Due to the fact that the marine environment is severe, the process of dismantling the upper-layer blocks of the waste ocean platforms through the floating support is complex, risk factors are multiple, and safety requirements are high. Influenced by sea conditions, and under the condition that the ship is unstable, steel-to-steel collision is easy to generate between structures in the marine dismantling process.

In the process of floating and supporting the platform, the butt joint and load transfer between the upper block and the deck butt joint unit are key steps, and the difficulty of the whole process is also the difficulty. During the process of docking the barge and carrying the load of the upper chunk, the barge is continuously subjected to the action of the external environment load, simultaneously, the self weight of the barge is continuously changed due to the adjustment of the ballast water, the series of changed loads are transmitted to the upper chunk of the ocean platform through the docking unit on the deck, and the coupled motion of the two forms a complex motion system. Therefore, there is a need for a deck docking unit arrangement with better cushioning properties to cushion the impact between the barge and the upper block during the floatover process.

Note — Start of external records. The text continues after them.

//! Membership storage.
//!
//! Rows live in an in-memory index rebuilt on open from an append-only
//! commit log with one frame per committed transaction.

mod index;
mod log;

pub use index::MembershipIndex;
pub use log::{CommitFrame, LogOp, MembershipLog};
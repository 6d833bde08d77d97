//! Append-only membership commit log.
//!
//! Each committed transaction is written as a single checksummed frame, so a
//! tick's writes are either fully on disk or not at all.

use crate::error::{Result, StoreError};
use crate::types::{ConversationMembership, MembershipId};
use parking_lot::Mutex;
use serde::{Deserialize, Serialize};
use std::fs::{self, File, OpenOptions};
use std::io::{self, BufReader, Read, Seek, SeekFrom, Write};
use std::path::{Path, PathBuf};
use tracing::warn;

/// Magic bytes for a commit frame.
const FRAME_MAGIC: &[u8; 4] = b"CMF\0";

/// Current log format version.
const LOG_VERSION: u8 = 1;

/// Frame header size: magic + version + tick + payload length.
const FRAME_HEADER_SIZE: u64 = 4 + 1 + 8 + 4;

/// Frame trailer size: CRC32 of the payload.
const FRAME_TRAILER_SIZE: u64 = 4;

/// A single write inside a commit frame.
#[derive(Clone, Debug, PartialEq, Serialize, Deserialize)]
pub enum LogOp {
    /// Insert or replace a row.
    Put(ConversationMembership),
    /// Remove a row.
    Delete(MembershipId),
}

/// One committed transaction read back from the log.
#[derive(Clone, Debug)]
pub struct CommitFrame {
    pub tick: u64,
    pub ops: Vec<LogOp>,
}

struct LogFile {
    file: File,
    size: u64,
    frames: u64,
    next_tick: u64,
}

/// Append-only commit log.
pub struct MembershipLog {
    /// Path to the log file.
    path: PathBuf,

    /// Open handle plus write position.
    inner: Mutex<LogFile>,

    /// fsync after every appended frame.
    sync_every_commit: bool,
}

impl MembershipLog {
    /// Open or create a log, returning it with every intact frame in order.
    ///
    /// A torn final frame (shorter than its declared length) is truncated.
    pub fn open(
        path: impl AsRef<Path>,
        sync_every_commit: bool,
    ) -> Result<(Self, Vec<CommitFrame>)> {
        let path = path.as_ref().to_path_buf();

        let mut file = OpenOptions::new()
            .read(true)
            .write(true)
            .create(true)
            .open(&path)?;

        let len = file.metadata()?.len();
        let (frames, valid_end) = Self::read_frames(&mut file, len)?;

        if valid_end < len {
            warn!(
                path = %path.display(),
                valid_end,
                len,
                "truncating torn commit frame at end of membership log"
            );
            file.set_len(valid_end)?;
            file.sync_all()?;
        }

        let next_tick = frames.last().map(|f| f.tick + 1).unwrap_or(1);

        let log = Self {
            path,
            inner: Mutex::new(LogFile {
                file,
                size: valid_end,
                frames: frames.len() as u64,
                next_tick,
            }),
            sync_every_commit,
        };

        Ok((log, frames))
    }

    /// Append one commit frame. Returns the frame's tick sequence.
    pub fn append(&self, ops: &[LogOp]) -> Result<u64> {
        let mut inner = self.inner.lock();
        let tick = inner.next_tick;

        let bytes = Self::encode_frame(tick, ops)?;

        let offset = inner.size;
        if let Err(e) = write_frame(&mut inner.file, offset, &bytes, self.sync_every_commit) {
            warn!(
                path = %self.path.display(),
                tick,
                error = %e,
                "failed to append commit frame to membership log"
            );
            return Err(e.into());
        }

        inner.size = offset + bytes.len() as u64;
        inner.frames += 1;
        inner.next_tick = tick + 1;

        Ok(tick)
    }

    /// Replace the whole log with a single frame holding `ops`.
    ///
    /// The new log is written beside the old one and renamed over it.
    pub fn rewrite(&self, ops: &[LogOp]) -> Result<u64> {
        let mut inner = self.inner.lock();
        let tick = inner.next_tick;

        let bytes = Self::encode_frame(tick, ops)?;

        let tmp_path = self.path.with_extension("log.compact");
        {
            let mut tmp = File::create(&tmp_path)?;
            tmp.write_all(&bytes)?;
            tmp.sync_all()?;
        }
        fs::rename(&tmp_path, &self.path)?;

        inner.file = OpenOptions::new().read(true).write(true).open(&self.path)?;
        inner.size = bytes.len() as u64;
        inner.frames = 1;
        inner.next_tick = tick + 1;

        Ok(tick)
    }

    /// Force sync all pending writes to disk.
    pub fn sync(&self) -> Result<()> {
        self.inner.lock().file.sync_all()?;
        Ok(())
    }

    /// Get current file size.
    pub fn size(&self) -> u64 {
        self.inner.lock().size
    }

    /// Number of frames currently in the log.
    pub fn frame_count(&self) -> u64 {
        self.inner.lock().frames
    }

    fn encode_frame(tick: u64, ops: &[LogOp]) -> Result<Vec<u8>> {
        let payload = rmp_serde::to_vec_named(ops)?;
        let payload_len = u32::try_from(payload.len()).map_err(|_| {
            StoreError::Serialization(format!("commit frame too large: {} bytes", payload.len()))
        })?;

        let mut bytes =
            Vec::with_capacity((FRAME_HEADER_SIZE + FRAME_TRAILER_SIZE) as usize + payload.len());
        bytes.extend_from_slice(FRAME_MAGIC);
        bytes.push(LOG_VERSION);
        bytes.extend_from_slice(&tick.to_le_bytes());
        bytes.extend_from_slice(&payload_len.to_le_bytes());
        bytes.extend_from_slice(&payload);
        bytes.extend_from_slice(&crc32fast::hash(&payload).to_le_bytes());

        Ok(bytes)
    }

    /// Read frames from the start of the file.
    ///
    /// Returns the frames and the offset just past the last intact frame.
    fn read_frames(file: &mut File, len: u64) -> Result<(Vec<CommitFrame>, u64)> {
        file.seek(SeekFrom::Start(0))?;
        let mut reader = BufReader::new(file);

        let mut frames = Vec::new();
        let mut offset = 0u64;

        while offset < len {
            if len - offset < FRAME_HEADER_SIZE {
                break;
            }

            // Magic
            let mut magic = [0u8; 4];
            reader.read_exact(&mut magic)?;
            if &magic != FRAME_MAGIC {
                return Err(StoreError::Corruption(format!(
                    "Invalid frame magic at offset {}",
                    offset
                )));
            }

            // Version
            let mut version = [0u8; 1];
            reader.read_exact(&mut version)?;
            if version[0] != LOG_VERSION {
                return Err(StoreError::InvalidFormat(format!(
                    "Unsupported log version: {}",
                    version[0]
                )));
            }

            // Tick
            let mut tick_bytes = [0u8; 8];
            reader.read_exact(&mut tick_bytes)?;
            let tick = u64::from_le_bytes(tick_bytes);

            // Payload length
            let mut len_bytes = [0u8; 4];
            reader.read_exact(&mut len_bytes)?;
            let payload_len = u32::from_le_bytes(len_bytes) as u64;

            let frame_end = offset + FRAME_HEADER_SIZE + payload_len + FRAME_TRAILER_SIZE;
            if frame_end > len {
                break;
            }

            let mut payload = vec![0u8; payload_len as usize];
            reader.read_exact(&mut payload)?;

            let mut crc_bytes = [0u8; 4];
            reader.read_exact(&mut crc_bytes)?;
            let expected = u32::from_le_bytes(crc_bytes);
            let got = crc32fast::hash(&payload);
            if expected != got {
                return Err(StoreError::ChecksumMismatch { expected, got });
            }

            let ops: Vec<LogOp> = rmp_serde::from_slice(&payload)?;
            frames.push(CommitFrame { tick, ops });
            offset = frame_end;
        }

        Ok((frames, offset))
    }
}

/// File operations a frame write needs.
trait FrameSink: Write + Seek {
    fn truncate(&mut self, len: u64) -> io::Result<()>;
    fn sync(&mut self) -> io::Result<()>;
}

impl FrameSink for File {
    fn truncate(&mut self, len: u64) -> io::Result<()> {
        self.set_len(len)
    }

    fn sync(&mut self) -> io::Result<()> {
        self.sync_all()
    }
}

/// Write one encoded frame at `offset`. On failure the sink is cut back to
/// `offset` so no partial frame is left behind a later append.
fn write_frame<S: FrameSink>(
    sink: &mut S,
    offset: u64,
    bytes: &[u8],
    sync: bool,
) -> io::Result<()> {
    let result = write_at(sink, offset, bytes, sync);
    if result.is_err() {
        let _ = sink.truncate(offset);
    }
    result
}

fn write_at<S: FrameSink>(sink: &mut S, offset: u64, bytes: &[u8], sync: bool) -> io::Result<()> {
    sink.seek(SeekFrom::Start(offset))?;
    sink.write_all(bytes)?;
    sink.flush()?;
    if sync {
        sink.sync()?;
    }
    Ok(())
}
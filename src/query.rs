//! Membership queries.
//!
//! [`resolve_active_membership`] is the authoritative answer to "is this
//! player free to be invited". It never picks between two active rows: a
//! player with more than one non-terminal membership is reported as an
//! [`StoreError::InvariantViolation`].

use crate::error::{Result, StoreError};
use crate::memberships::MembershipIndex;
use crate::types::{ConversationId, ConversationMembership, MembershipId, PlayerId, StatusKind};
use tracing::error;

/// Read access to membership rows through the store's indexes.
///
/// Implemented by the store (committed state), by a [`Transaction`]
/// (committed state plus the transaction's own writes) and by a bare
/// [`MembershipIndex`].
///
/// [`Transaction`]: crate::Transaction
pub trait MembershipReader {
    /// Point lookup by primary key.
    fn membership(&self, id: MembershipId) -> Result<Option<ConversationMembership>>;

    /// All rows for an exact `(conversation, player)` pair, active or not.
    fn memberships_for_pair(
        &self,
        conversation: ConversationId,
        player: PlayerId,
    ) -> Result<Vec<ConversationMembership>>;

    /// All rows of a conversation, ordered by player.
    fn memberships_in_conversation(
        &self,
        conversation: ConversationId,
    ) -> Result<Vec<ConversationMembership>>;

    /// A player's rows in one state, ordered by end time.
    fn memberships_by_kind(
        &self,
        player: PlayerId,
        kind: StatusKind,
    ) -> Result<Vec<ConversationMembership>>;

    /// A player's non-terminal rows.
    fn active_memberships_for_player(&self, player: PlayerId) -> Result<Vec<ConversationMembership>>;

    /// A player's `left` rows with `partner`, ordered by end time.
    fn left_with(&self, player: PlayerId, partner: PlayerId) -> Result<Vec<ConversationMembership>>;
}

impl MembershipReader for MembershipIndex {
    fn membership(&self, id: MembershipId) -> Result<Option<ConversationMembership>> {
        Ok(self.get(id).cloned())
    }

    fn memberships_for_pair(
        &self,
        conversation: ConversationId,
        player: PlayerId,
    ) -> Result<Vec<ConversationMembership>> {
        Ok(self.get_by_pair(conversation, player))
    }

    fn memberships_in_conversation(
        &self,
        conversation: ConversationId,
    ) -> Result<Vec<ConversationMembership>> {
        Ok(self.get_by_conversation(conversation))
    }

    fn memberships_by_kind(
        &self,
        player: PlayerId,
        kind: StatusKind,
    ) -> Result<Vec<ConversationMembership>> {
        Ok(self.get_by_player_kind(player, kind))
    }

    fn active_memberships_for_player(&self, player: PlayerId) -> Result<Vec<ConversationMembership>> {
        Ok(self.get_active_for_player(player))
    }

    fn left_with(&self, player: PlayerId, partner: PlayerId) -> Result<Vec<ConversationMembership>> {
        Ok(self.get_left_with(player, partner))
    }
}

/// Resolve a player's current membership.
///
/// Returns `None` when the player has no non-terminal membership and the row
/// when exactly one exists. Two or more is an invariant violation.
pub fn resolve_active_membership<R: MembershipReader + ?Sized>(
    reader: &R,
    player: PlayerId,
) -> Result<Option<ConversationMembership>> {
    let mut active = reader.active_memberships_for_player(player)?;

    if active.len() > 1 {
        let conversations: Vec<_> = active.iter().map(|m| m.conversation_id).collect();
        error!(
            %player,
            ?conversations,
            "player has more than one active conversation membership"
        );
        return Err(StoreError::InvariantViolation(player));
    }

    Ok(active.pop())
}

/// The most recent conversation `player` left with `partner`, if any.
pub fn last_conversation_with<R: MembershipReader + ?Sized>(
    reader: &R,
    player: PlayerId,
    partner: PlayerId,
) -> Result<Option<ConversationMembership>> {
    Ok(reader.left_with(player, partner)?.pop())
}

/// A player's finished memberships, newest first.
pub fn conversation_history<R: MembershipReader + ?Sized>(
    reader: &R,
    player: PlayerId,
) -> Result<Vec<ConversationMembership>> {
    let mut history = reader.memberships_by_kind(player, StatusKind::Left)?;
    history.reverse();
    Ok(history)
}
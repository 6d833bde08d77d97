//! Per-tick working sets of table rows.
//!
//! A [`GameTable`] holds the active rows of one table for the duration of a
//! simulation tick. Every mutation is written through a [`WritePath`] first
//! and only then applied to the working set, so the table never holds a row
//! the write path rejected. Rows that stop being active stay readable until
//! [`GameTable::sweep`] drops them at the end of the tick.

use crate::error::{Result, StoreError};
use std::collections::BTreeMap;
use std::fmt;

/// A row that can live in a [`GameTable`].
pub trait TableRow: Clone {
    /// Table name, used in errors.
    const TABLE: &'static str;

    type Id: Copy + Ord + fmt::Display;

    fn id(&self) -> Self::Id;
}

/// The transactional write path a table writes through.
pub trait WritePath<R: TableRow> {
    /// Insert a new row. The write path may assign the row's ID; the row as
    /// stored is returned.
    fn insert_row(&mut self, row: R) -> Result<R>;

    /// Replace an existing row.
    fn replace_row(&mut self, row: &R) -> Result<()>;

    /// Delete a row.
    fn delete_row(&mut self, id: R::Id) -> Result<()>;
}

/// In-memory working set of active rows keyed by primary ID.
pub struct GameTable<R: TableRow> {
    rows: BTreeMap<R::Id, R>,
    is_active: fn(&R) -> bool,
}

impl<R: TableRow> GameTable<R> {
    /// Build a working set from loaded rows, keeping only the active ones.
    pub fn new(rows: impl IntoIterator<Item = R>, is_active: fn(&R) -> bool) -> Self {
        let rows = rows
            .into_iter()
            .filter(|row| is_active(row))
            .map(|row| (row.id(), row))
            .collect();
        Self { rows, is_active }
    }

    /// The table's activity predicate.
    pub fn is_active(&self, row: &R) -> bool {
        (self.is_active)(row)
    }

    pub fn get(&self, id: R::Id) -> Option<&R> {
        self.rows.get(&id)
    }

    /// Like [`GameTable::get`], but a miss is an error.
    pub fn lookup(&self, id: R::Id) -> Result<&R> {
        self.rows.get(&id).ok_or_else(|| Self::not_loaded(id))
    }

    /// Rows in ID order.
    pub fn iter(&self) -> impl Iterator<Item = &R> {
        self.rows.values()
    }

    pub fn len(&self) -> usize {
        self.rows.len()
    }

    pub fn is_empty(&self) -> bool {
        self.rows.is_empty()
    }

    /// Insert a row through `writer` and add it to the working set.
    pub fn insert<W: WritePath<R> + ?Sized>(&mut self, writer: &mut W, row: R) -> Result<&R> {
        let stored = writer.insert_row(row)?;
        let id = stored.id();
        self.rows.insert(id, stored);
        self.lookup(id)
    }

    /// Apply `f` to a copy of a loaded row, write it through `writer`, and
    /// keep the result if the write path accepts it.
    pub fn update<W, F>(&mut self, writer: &mut W, id: R::Id, f: F) -> Result<&R>
    where
        W: WritePath<R> + ?Sized,
        F: FnOnce(&mut R),
    {
        let mut row = self.lookup(id)?.clone();
        f(&mut row);
        writer.replace_row(&row)?;
        self.rows.insert(id, row);
        self.lookup(id)
    }

    /// Delete a loaded row through `writer`.
    pub fn delete<W: WritePath<R> + ?Sized>(&mut self, writer: &mut W, id: R::Id) -> Result<R> {
        self.lookup(id)?;
        writer.delete_row(id)?;
        self.rows.remove(&id).ok_or_else(|| Self::not_loaded(id))
    }

    /// Drop rows that are no longer active. Returns how many were dropped.
    pub fn sweep(&mut self) -> usize {
        let is_active = self.is_active;
        let before = self.rows.len();
        self.rows.retain(|_, row| is_active(row));
        before - self.rows.len()
    }

    fn not_loaded(id: R::Id) -> StoreError {
        StoreError::RowNotLoaded {
            table: R::TABLE,
            id: id.to_string(),
        }
    }
}
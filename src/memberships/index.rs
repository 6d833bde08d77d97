//! Membership indices for efficient lookups.
//!
//! The primary map is the single source of truth. The three ordered key
//! sets are access paths over it and are always updated together by
//! [`MembershipIndex::put`] and [`MembershipIndex::remove`].

use crate::types::{
    ConversationId, ConversationMembership, MembershipId, PlayerId, StatusKind, Timestamp,
};
use std::collections::{BTreeSet, HashMap};

/// `(conversationId, playerId)`.
type ConversationKey = (ConversationId, PlayerId, MembershipId);

/// `(playerId, status.kind, status.ended)`.
type PlayerKey = (PlayerId, StatusKind, Option<Timestamp>, MembershipId);

/// `(playerId, status.kind, status.with, status.ended)`.
type PartnerKey = (
    PlayerId,
    StatusKind,
    Option<PlayerId>,
    Option<Timestamp>,
    MembershipId,
);

const MIN_ID: MembershipId = MembershipId(0);
const MAX_ID: MembershipId = MembershipId(u64::MAX);
const MAX_ENDED: Option<Timestamp> = Some(Timestamp(i64::MAX));

/// In-memory membership index.
#[derive(Clone, Debug, Default)]
pub struct MembershipIndex {
    /// Membership ID to row.
    rows: HashMap<MembershipId, ConversationMembership>,

    /// Index A: conversation roster lookups.
    by_conversation: BTreeSet<ConversationKey>,

    /// Index B: a player's memberships by state, ordered by end time.
    by_player: BTreeSet<PlayerKey>,

    /// Index C: a player's memberships by partner, ordered by end time.
    by_partner: BTreeSet<PartnerKey>,
}

fn conversation_key(row: &ConversationMembership) -> ConversationKey {
    (row.conversation_id, row.player_id, row.id)
}

fn player_key(row: &ConversationMembership) -> PlayerKey {
    (row.player_id, row.status.kind(), row.status.ended(), row.id)
}

fn partner_key(row: &ConversationMembership) -> PartnerKey {
    (
        row.player_id,
        row.status.kind(),
        row.status.with_player(),
        row.status.ended(),
        row.id,
    )
}

impl MembershipIndex {
    /// Create an empty index.
    pub fn new() -> Self {
        Self::default()
    }

    /// Insert or replace a row, re-keying every index.
    pub fn put(&mut self, row: ConversationMembership) {
        self.remove(row.id);

        self.by_conversation.insert(conversation_key(&row));
        self.by_player.insert(player_key(&row));
        self.by_partner.insert(partner_key(&row));
        self.rows.insert(row.id, row);
    }

    /// Remove a row from the primary map and every index.
    pub fn remove(&mut self, id: MembershipId) -> Option<ConversationMembership> {
        let row = self.rows.remove(&id)?;

        self.by_conversation.remove(&conversation_key(&row));
        self.by_player.remove(&player_key(&row));
        self.by_partner.remove(&partner_key(&row));

        Some(row)
    }

    /// Point lookup by primary key.
    pub fn get(&self, id: MembershipId) -> Option<&ConversationMembership> {
        self.rows.get(&id)
    }

    /// All rows for an exact `(conversation, player)` pair.
    pub fn get_by_pair(
        &self,
        conversation: ConversationId,
        player: PlayerId,
    ) -> Vec<ConversationMembership> {
        self.by_conversation
            .range((conversation, player, MIN_ID)..=(conversation, player, MAX_ID))
            .filter_map(|(_, _, id)| self.rows.get(id).cloned())
            .collect()
    }

    /// All rows for a conversation, ordered by player.
    pub fn get_by_conversation(&self, conversation: ConversationId) -> Vec<ConversationMembership> {
        self.by_conversation
            .range((conversation, PlayerId(0), MIN_ID)..=(conversation, PlayerId(u64::MAX), MAX_ID))
            .filter_map(|(_, _, id)| self.rows.get(id).cloned())
            .collect()
    }

    /// A player's rows in one state, ordered by end time.
    pub fn get_by_player_kind(
        &self,
        player: PlayerId,
        kind: StatusKind,
    ) -> Vec<ConversationMembership> {
        self.by_player
            .range((player, kind, None, MIN_ID)..=(player, kind, MAX_ENDED, MAX_ID))
            .filter_map(|(_, _, _, id)| self.rows.get(id).cloned())
            .collect()
    }

    /// A player's non-terminal rows.
    ///
    /// Non-terminal kinds sort before `Left`, so this is one range scan
    /// instead of one equality lookup per kind.
    pub fn get_active_for_player(&self, player: PlayerId) -> Vec<ConversationMembership> {
        self.by_player
            .range((player, StatusKind::Invited, None, MIN_ID)..(player, StatusKind::Left, None, MIN_ID))
            .filter_map(|(_, _, _, id)| self.rows.get(id).cloned())
            .collect()
    }

    /// A player's `left` rows with a given partner, ordered by end time.
    pub fn get_left_with(&self, player: PlayerId, partner: PlayerId) -> Vec<ConversationMembership> {
        let kind = StatusKind::Left;
        self.by_partner
            .range(
                (player, kind, Some(partner), None, MIN_ID)
                    ..=(player, kind, Some(partner), MAX_ENDED, MAX_ID),
            )
            .filter_map(|(_, _, _, _, id)| self.rows.get(id).cloned())
            .collect()
    }

    /// Iterate all rows (unordered).
    pub fn iter(&self) -> impl Iterator<Item = &ConversationMembership> {
        self.rows.values()
    }

    /// Highest assigned membership ID.
    pub fn max_id(&self) -> Option<MembershipId> {
        self.rows.keys().max().copied()
    }

    /// Get count of rows.
    pub fn count(&self) -> usize {
        self.rows.len()
    }

    /// Get count of non-terminal rows.
    pub fn active_count(&self) -> usize {
        self.rows.values().filter(|row| row.is_active()).count()
    }

    /// Check that all three indexes hold exactly one key per row.
    pub fn is_consistent(&self) -> bool {
        self.by_conversation.len() == self.rows.len()
            && self.by_player.len() == self.rows.len()
            && self.by_partner.len() == self.rows.len()
            && self.rows.values().all(|row| {
                self.by_conversation.contains(&conversation_key(row))
                    && self.by_player.contains(&player_key(row))
                    && self.by_partner.contains(&partner_key(row))
            })
    }
}

#[cfg(test)]
mod tests {
    use super::*;
    use crate::types::MembershipStatus;

    fn row(id: u64, conversation: u64, player: u64, status: MembershipStatus) -> ConversationMembership {
        ConversationMembership {
            id: MembershipId(id),
            conversation_id: ConversationId(conversation),
            player_id: PlayerId(player),
            status,
        }
    }

    fn left(ended: i64, with: u64) -> MembershipStatus {
        MembershipStatus::Left {
            started: None,
            ended: Timestamp(ended),
            with_player: PlayerId(with),
        }
    }

    #[test]
    fn test_put_and_lookup() {
        let mut index = MembershipIndex::new();
        index.put(row(1, 10, 1, MembershipStatus::Invited));

        assert_eq!(index.get(MembershipId(1)).unwrap().player_id, PlayerId(1));
        assert_eq!(index.get_by_pair(ConversationId(10), PlayerId(1)).len(), 1);
        assert!(index.get_by_pair(ConversationId(10), PlayerId(2)).is_empty());
        assert!(index.is_consistent());
    }

    #[test]
    fn test_put_rekeys_on_status_change() {
        let mut index = MembershipIndex::new();
        index.put(row(1, 10, 1, MembershipStatus::Invited));
        index.put(row(1, 10, 1, MembershipStatus::WalkingOver));

        assert!(index
            .get_by_player_kind(PlayerId(1), StatusKind::Invited)
            .is_empty());
        assert_eq!(
            index
                .get_by_player_kind(PlayerId(1), StatusKind::WalkingOver)
                .len(),
            1
        );
        assert_eq!(index.count(), 1);
        assert!(index.is_consistent());
    }

    #[test]
    fn test_conversation_prefix() {
        let mut index = MembershipIndex::new();
        index.put(row(1, 10, 1, MembershipStatus::Invited));
        index.put(row(2, 10, 2, MembershipStatus::WalkingOver));
        index.put(row(3, 11, 3, MembershipStatus::Invited));

        let roster = index.get_by_conversation(ConversationId(10));
        assert_eq!(roster.len(), 2);
        assert!(roster.iter().all(|m| m.conversation_id == ConversationId(10)));
    }

    #[test]
    fn test_active_scan_excludes_left() {
        let mut index = MembershipIndex::new();
        index.put(row(1, 10, 1, left(5, 2)));
        index.put(row(2, 11, 1, left(6, 3)));
        index.put(row(3, 12, 1, MembershipStatus::Participating { started: Timestamp(7) }));
        index.put(row(4, 12, 2, MembershipStatus::Invited));

        let active = index.get_active_for_player(PlayerId(1));
        assert_eq!(active.len(), 1);
        assert_eq!(active[0].id, MembershipId(3));
        assert_eq!(index.active_count(), 2);
    }

    #[test]
    fn test_left_with_ordered_by_end() {
        let mut index = MembershipIndex::new();
        index.put(row(1, 10, 1, left(30, 2)));
        index.put(row(2, 11, 1, left(10, 2)));
        index.put(row(3, 12, 1, left(20, 3)));

        let with_two = index.get_left_with(PlayerId(1), PlayerId(2));
        let ended: Vec<_> = with_two.iter().map(|m| m.status.ended().unwrap().0).collect();
        assert_eq!(ended, vec![10, 30]);

        let history = index.get_by_player_kind(PlayerId(1), StatusKind::Left);
        let ended: Vec<_> = history.iter().map(|m| m.status.ended().unwrap().0).collect();
        assert_eq!(ended, vec![10, 20, 30]);
    }

    #[test]
    fn test_remove_clears_all_indexes() {
        let mut index = MembershipIndex::new();
        index.put(row(1, 10, 1, left(30, 2)));
        let removed = index.remove(MembershipId(1)).unwrap();

        assert_eq!(removed.id, MembershipId(1));
        assert!(index.get_left_with(PlayerId(1), PlayerId(2)).is_empty());
        assert!(index.get_by_conversation(ConversationId(10)).is_empty());
        assert!(index.remove(MembershipId(1)).is_none());
        assert!(index.is_consistent());
    }
}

Accordingly, those skilled in the art have endeavored to develop a cushioning device for deck docking units during the buoyant lift removal of a module of formations on an offshore platform.

Disclosure of Invention

In view of the above-mentioned drawbacks of the prior art, the present invention provides a buffer device for deck docking unit based on non-newtonian fluid and suitable for floating platform.

In order to achieve the purpose, the invention provides a deck butt joint unit buffer device based on non-Newtonian fluid, which is characterized by comprising an outer sleeve, a fluid cylinder, a conical receiver, a piston disc, a piston shaft, a vertical spring and transverse buffer rubber, wherein the fluid cylinder, the conical receiver, the piston shaft and the transverse buffer rubber are positioned inside the outer sleeve, the conical receiver is connected with the piston shaft, the piston disc is connected with the piston shaft, the vertical spring is connected with the bottom of the inner side of the fluid cylinder, the piston disc is positioned inside the fluid cylinder, and the piston disc is in contact with the vertical spring and is acted upwards when being pressed.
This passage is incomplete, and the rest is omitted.